Incidents like this one, which was reported recently to the New York City board of education, have become increasingly commonplace. Today, teachers and guidance counselors record and dispense more and more personal information--much of it unsubstantiated --about students and their families. The widespread misuse of school records will soon be slowed by the Family Educational Rights and Privacy Act sponsored by New York Senator James Buckley, which was signed into law last week by President Ford as part of the Elementary and Secondary Education Bill. Buckley's legislation denies federal funds to any school or college that fails to allow parents to inspect, challenge and refuse public use of their children's school records.
Once confined to IQ scores and academic grades, student records now bulge with so-called soft data: psychological profiles, personality ratings, disciplinary reports and family-relations evaluations. All of this information becomes part of the student's permanent file, yet parents are often denied an opportunity to see the records or to challenge what may be erroneous or misleading. Some examples:
>-A nine-year-old boy who once hugged a classmate had "homosexual tendencies" written into his permanent record.
> A high school student who criticized his principal on a radio station had "radical tendencies" placed on his record.
Even worse, the records, with a few exceptions, are made available to almost anyone besides parents who asks to see them: potential employers, other school officials, credit bureaus, the local police, health department and Selective Service representatives, the FBI and the CIA. To top it off, parents are generally not informed about who might be reading their children's records.

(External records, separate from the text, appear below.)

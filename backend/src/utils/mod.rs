//! Collection of general utility functions.
//!
//! This module serves as a repository for small, reusable helpers that do
//! not fit into other specific domain modules: token signing and password
//! rules.

pub mod jwt;
pub mod password;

Senator Buckley was not the first to try to remedy the unwarranted conclusions and the invasions of personal and family privacy made possible by total school control over student records. The National Committee for Citizens in Education, headquartered in Columbia, Md., prepared a state-by-state guide of school policies in order to inform parents where they stand and what action they can take if denied access to student records.
NCCE was also instrumental in helping Buckley frame his amendment, which is the first piece of national legislation that spells out the rights of parents to see and challenge student records.